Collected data
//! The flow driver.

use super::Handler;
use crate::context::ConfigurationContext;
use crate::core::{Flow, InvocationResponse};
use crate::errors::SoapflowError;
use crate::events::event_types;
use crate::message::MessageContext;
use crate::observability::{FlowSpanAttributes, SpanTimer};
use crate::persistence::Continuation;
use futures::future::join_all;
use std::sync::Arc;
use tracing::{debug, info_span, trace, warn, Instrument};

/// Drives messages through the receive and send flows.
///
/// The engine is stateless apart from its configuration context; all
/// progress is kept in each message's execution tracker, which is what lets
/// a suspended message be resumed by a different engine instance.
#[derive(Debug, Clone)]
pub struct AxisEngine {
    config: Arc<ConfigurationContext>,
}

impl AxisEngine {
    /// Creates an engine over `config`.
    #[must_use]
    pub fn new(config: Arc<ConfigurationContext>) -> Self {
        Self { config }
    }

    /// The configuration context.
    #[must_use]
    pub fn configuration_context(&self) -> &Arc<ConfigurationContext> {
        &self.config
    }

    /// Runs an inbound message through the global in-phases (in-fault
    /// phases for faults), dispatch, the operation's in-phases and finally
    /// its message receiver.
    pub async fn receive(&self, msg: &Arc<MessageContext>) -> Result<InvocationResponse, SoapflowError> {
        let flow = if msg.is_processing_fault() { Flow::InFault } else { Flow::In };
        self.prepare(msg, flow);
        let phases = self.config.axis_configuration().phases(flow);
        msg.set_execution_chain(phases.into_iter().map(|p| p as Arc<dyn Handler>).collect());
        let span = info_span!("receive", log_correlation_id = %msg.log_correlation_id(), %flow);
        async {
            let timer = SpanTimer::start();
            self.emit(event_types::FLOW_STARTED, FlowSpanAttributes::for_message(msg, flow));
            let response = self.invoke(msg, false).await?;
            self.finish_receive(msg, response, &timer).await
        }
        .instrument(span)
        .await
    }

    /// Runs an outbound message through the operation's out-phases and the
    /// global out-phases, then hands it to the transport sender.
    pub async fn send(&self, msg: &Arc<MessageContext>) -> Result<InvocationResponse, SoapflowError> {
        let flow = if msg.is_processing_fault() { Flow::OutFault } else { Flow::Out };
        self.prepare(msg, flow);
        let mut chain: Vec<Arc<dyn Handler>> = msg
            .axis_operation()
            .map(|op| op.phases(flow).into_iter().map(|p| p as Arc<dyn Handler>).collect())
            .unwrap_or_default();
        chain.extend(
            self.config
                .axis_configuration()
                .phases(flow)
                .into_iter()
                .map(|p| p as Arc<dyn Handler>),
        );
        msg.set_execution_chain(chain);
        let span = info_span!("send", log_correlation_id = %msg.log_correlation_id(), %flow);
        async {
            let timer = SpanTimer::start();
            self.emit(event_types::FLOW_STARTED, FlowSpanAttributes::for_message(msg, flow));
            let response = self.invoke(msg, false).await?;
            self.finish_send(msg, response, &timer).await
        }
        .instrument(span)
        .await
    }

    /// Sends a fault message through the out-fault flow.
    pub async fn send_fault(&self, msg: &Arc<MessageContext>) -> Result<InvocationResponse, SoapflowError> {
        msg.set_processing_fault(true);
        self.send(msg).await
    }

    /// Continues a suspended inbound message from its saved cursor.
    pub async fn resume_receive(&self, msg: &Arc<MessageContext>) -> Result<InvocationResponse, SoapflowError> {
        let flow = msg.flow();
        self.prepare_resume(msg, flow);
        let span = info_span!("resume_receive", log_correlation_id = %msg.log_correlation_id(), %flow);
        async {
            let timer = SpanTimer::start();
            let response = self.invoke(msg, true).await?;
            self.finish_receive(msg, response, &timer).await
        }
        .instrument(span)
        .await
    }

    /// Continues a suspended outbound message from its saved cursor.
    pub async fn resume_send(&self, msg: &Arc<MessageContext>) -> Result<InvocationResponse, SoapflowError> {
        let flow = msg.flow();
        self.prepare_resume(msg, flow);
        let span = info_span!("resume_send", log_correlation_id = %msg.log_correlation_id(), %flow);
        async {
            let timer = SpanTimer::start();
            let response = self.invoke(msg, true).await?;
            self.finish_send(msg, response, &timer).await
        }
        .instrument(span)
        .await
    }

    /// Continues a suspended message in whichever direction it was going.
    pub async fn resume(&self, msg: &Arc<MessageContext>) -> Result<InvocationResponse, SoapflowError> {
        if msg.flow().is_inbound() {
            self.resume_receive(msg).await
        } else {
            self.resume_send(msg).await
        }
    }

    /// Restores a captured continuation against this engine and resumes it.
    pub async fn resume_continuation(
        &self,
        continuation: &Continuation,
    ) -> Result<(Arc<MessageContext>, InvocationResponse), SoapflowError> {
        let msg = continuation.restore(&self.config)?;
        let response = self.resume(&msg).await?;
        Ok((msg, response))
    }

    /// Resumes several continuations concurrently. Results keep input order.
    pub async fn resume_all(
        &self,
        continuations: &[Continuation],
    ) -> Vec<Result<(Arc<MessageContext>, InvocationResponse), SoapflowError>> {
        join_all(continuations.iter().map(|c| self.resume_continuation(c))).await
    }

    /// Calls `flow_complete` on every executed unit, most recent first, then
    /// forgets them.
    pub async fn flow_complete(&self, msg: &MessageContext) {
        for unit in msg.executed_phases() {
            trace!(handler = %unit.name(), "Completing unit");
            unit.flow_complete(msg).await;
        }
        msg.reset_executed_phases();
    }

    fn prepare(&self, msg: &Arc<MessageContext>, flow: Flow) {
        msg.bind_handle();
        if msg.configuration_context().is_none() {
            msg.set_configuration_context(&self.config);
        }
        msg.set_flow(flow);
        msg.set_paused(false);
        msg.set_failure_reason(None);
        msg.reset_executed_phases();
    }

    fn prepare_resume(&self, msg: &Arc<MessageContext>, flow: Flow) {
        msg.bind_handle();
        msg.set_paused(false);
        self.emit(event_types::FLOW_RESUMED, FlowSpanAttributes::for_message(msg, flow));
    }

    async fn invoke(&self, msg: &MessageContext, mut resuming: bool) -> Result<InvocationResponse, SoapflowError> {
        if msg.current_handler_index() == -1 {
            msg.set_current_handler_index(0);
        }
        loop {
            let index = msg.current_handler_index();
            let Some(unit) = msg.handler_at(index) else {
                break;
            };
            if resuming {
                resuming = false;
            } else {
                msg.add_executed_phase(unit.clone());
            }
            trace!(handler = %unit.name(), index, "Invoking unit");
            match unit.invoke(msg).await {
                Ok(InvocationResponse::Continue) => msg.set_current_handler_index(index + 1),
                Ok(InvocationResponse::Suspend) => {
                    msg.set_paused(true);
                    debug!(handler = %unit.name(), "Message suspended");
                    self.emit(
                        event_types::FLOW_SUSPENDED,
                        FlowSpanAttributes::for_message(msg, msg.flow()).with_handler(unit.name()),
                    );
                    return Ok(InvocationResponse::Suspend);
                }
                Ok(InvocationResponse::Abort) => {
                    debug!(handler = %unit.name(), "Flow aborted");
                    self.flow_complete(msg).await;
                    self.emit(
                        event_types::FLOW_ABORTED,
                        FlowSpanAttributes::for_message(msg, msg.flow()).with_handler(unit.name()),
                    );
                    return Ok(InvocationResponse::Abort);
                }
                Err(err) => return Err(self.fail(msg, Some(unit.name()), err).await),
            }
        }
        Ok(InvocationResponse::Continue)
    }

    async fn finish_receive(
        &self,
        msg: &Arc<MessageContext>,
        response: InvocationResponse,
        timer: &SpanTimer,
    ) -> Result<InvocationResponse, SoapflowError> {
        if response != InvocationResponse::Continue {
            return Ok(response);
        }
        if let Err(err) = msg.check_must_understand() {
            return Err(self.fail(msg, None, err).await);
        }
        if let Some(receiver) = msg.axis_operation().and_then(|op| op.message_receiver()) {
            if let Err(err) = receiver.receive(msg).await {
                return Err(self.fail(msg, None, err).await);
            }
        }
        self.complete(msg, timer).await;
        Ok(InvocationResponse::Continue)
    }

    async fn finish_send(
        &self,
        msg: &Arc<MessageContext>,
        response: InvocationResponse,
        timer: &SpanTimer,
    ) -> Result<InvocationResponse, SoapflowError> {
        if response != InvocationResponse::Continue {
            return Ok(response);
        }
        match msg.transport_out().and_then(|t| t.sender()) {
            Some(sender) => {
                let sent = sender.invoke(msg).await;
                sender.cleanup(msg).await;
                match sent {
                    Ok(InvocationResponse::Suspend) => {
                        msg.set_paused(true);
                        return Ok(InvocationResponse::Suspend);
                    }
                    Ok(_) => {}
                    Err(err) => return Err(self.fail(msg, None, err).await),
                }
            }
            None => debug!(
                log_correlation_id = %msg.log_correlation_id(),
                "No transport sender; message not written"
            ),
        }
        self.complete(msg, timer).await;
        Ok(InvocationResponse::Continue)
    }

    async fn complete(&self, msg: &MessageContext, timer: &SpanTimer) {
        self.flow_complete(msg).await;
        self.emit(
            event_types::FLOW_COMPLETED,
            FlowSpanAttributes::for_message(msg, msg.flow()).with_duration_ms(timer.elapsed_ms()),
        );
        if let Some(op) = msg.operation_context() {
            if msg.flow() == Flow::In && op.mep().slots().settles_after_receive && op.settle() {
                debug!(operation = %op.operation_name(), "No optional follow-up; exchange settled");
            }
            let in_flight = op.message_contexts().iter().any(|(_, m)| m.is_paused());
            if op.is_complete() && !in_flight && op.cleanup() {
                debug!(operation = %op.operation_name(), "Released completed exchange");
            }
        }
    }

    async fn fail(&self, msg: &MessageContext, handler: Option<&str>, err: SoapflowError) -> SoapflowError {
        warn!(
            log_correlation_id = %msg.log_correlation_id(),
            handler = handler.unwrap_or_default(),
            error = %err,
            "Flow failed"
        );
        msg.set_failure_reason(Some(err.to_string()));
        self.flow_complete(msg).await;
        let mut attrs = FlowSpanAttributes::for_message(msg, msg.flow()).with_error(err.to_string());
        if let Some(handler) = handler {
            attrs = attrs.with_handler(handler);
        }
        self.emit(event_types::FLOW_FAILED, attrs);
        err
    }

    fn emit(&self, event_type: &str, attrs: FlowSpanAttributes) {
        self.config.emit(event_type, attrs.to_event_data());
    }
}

---

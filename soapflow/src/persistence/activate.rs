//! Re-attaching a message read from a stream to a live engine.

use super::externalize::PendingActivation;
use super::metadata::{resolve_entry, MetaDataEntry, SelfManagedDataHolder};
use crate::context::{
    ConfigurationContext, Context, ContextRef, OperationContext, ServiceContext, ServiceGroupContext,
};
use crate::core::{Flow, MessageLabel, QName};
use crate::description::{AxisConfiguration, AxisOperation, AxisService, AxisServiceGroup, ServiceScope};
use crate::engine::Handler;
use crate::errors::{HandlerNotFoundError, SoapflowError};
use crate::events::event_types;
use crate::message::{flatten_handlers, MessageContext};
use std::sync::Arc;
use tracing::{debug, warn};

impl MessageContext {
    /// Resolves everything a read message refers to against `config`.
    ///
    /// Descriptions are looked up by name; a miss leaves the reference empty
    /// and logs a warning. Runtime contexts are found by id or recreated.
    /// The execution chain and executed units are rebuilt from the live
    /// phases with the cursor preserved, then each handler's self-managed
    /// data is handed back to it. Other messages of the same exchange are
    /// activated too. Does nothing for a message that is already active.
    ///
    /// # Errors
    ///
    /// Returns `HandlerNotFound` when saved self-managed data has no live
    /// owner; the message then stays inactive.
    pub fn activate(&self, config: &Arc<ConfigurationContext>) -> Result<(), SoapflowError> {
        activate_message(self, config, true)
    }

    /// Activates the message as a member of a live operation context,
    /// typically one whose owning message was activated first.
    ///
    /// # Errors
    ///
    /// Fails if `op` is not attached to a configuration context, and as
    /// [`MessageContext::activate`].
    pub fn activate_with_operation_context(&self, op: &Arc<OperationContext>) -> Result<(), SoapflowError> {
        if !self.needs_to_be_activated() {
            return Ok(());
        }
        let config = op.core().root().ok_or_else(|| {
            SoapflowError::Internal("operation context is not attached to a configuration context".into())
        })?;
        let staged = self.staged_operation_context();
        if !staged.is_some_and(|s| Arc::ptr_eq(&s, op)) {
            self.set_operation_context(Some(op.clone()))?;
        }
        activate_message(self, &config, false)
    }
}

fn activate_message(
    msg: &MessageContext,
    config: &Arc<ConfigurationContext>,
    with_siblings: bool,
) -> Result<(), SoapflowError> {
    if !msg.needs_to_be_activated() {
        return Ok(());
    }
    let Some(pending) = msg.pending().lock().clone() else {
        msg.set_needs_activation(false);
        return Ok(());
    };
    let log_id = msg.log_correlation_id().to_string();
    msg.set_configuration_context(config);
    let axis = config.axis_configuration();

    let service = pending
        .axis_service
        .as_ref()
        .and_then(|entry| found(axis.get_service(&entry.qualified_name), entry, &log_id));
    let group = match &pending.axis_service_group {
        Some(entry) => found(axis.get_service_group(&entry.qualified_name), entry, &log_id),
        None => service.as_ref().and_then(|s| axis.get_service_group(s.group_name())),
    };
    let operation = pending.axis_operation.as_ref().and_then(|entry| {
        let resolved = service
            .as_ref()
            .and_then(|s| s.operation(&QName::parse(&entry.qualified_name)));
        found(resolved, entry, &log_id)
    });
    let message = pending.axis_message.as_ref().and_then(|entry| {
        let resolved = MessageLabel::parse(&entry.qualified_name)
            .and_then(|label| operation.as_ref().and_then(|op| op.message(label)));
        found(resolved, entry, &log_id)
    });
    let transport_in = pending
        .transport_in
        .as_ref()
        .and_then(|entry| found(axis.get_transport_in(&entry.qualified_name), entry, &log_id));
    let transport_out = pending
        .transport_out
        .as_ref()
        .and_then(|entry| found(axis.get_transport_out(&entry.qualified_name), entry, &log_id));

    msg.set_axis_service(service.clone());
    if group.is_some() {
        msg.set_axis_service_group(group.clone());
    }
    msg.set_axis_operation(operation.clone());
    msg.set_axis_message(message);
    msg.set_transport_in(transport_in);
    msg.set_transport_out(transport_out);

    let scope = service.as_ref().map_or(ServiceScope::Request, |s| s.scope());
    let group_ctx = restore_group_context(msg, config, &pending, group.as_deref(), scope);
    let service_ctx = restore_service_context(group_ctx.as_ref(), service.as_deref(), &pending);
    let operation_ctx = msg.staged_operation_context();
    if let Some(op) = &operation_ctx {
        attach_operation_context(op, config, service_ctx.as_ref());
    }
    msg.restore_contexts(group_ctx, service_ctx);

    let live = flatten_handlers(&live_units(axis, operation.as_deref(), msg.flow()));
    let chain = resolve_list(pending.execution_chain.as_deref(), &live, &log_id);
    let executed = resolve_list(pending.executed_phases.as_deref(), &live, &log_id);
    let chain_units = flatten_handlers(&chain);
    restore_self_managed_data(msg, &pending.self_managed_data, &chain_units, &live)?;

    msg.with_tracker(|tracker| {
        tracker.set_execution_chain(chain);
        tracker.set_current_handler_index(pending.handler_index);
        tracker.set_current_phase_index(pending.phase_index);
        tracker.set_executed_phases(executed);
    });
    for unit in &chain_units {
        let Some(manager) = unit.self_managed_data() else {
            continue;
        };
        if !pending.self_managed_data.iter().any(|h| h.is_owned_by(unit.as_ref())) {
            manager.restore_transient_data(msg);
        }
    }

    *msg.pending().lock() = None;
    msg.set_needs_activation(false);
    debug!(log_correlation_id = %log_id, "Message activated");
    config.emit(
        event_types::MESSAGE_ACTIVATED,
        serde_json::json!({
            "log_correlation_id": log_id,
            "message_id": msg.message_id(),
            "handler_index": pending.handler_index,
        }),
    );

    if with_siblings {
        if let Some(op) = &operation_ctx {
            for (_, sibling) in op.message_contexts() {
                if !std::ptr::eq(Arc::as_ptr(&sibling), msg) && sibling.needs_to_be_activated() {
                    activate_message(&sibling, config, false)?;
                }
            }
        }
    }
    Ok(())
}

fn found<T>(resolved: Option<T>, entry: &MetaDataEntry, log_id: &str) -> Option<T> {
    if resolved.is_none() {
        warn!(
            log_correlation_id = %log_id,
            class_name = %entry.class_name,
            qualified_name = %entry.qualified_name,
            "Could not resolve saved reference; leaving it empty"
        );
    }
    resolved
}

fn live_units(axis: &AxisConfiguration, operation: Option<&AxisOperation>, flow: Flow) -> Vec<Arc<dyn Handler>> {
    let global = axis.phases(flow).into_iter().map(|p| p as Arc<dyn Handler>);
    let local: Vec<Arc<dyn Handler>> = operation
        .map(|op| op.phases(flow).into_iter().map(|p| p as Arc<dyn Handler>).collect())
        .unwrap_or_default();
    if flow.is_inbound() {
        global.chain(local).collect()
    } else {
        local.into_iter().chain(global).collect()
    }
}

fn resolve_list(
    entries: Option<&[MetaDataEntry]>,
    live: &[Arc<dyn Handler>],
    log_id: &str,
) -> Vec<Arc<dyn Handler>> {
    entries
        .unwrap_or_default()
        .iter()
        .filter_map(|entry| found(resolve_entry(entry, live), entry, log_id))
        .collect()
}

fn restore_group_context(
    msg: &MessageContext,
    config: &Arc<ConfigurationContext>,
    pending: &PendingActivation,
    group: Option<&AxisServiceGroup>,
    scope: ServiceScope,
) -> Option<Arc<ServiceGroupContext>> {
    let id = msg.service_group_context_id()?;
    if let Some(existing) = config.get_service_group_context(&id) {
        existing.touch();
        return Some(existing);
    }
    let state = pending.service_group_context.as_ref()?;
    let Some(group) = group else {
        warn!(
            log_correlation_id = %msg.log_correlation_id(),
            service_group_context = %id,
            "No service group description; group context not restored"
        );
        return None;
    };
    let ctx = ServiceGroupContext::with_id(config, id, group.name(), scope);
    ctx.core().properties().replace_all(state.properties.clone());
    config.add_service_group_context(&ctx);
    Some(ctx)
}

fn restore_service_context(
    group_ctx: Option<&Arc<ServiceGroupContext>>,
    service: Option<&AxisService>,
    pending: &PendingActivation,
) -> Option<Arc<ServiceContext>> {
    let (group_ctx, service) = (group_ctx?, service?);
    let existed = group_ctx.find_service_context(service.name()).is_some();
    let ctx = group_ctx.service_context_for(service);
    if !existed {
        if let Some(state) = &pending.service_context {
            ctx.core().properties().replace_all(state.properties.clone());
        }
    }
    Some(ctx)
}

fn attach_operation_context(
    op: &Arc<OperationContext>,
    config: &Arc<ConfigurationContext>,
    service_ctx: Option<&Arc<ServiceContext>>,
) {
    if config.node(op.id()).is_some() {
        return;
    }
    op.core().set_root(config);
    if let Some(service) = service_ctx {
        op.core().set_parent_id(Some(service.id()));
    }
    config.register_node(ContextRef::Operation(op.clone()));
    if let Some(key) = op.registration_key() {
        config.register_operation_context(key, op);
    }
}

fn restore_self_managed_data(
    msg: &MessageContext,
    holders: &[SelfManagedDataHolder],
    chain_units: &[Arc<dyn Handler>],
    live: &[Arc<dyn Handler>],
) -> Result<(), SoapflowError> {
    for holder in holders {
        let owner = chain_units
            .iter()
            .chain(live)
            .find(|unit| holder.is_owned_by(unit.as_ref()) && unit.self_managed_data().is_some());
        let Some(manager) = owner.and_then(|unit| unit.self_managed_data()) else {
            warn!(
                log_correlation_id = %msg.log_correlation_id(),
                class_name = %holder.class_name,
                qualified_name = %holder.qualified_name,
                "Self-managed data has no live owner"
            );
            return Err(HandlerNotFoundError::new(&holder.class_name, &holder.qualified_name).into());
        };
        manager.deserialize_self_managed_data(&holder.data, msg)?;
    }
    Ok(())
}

### The task
Copy task for the entries above: every line with the string "holders".

### Response to this task
    holders: &[SelfManagedDataHolder],
    for holder in holders {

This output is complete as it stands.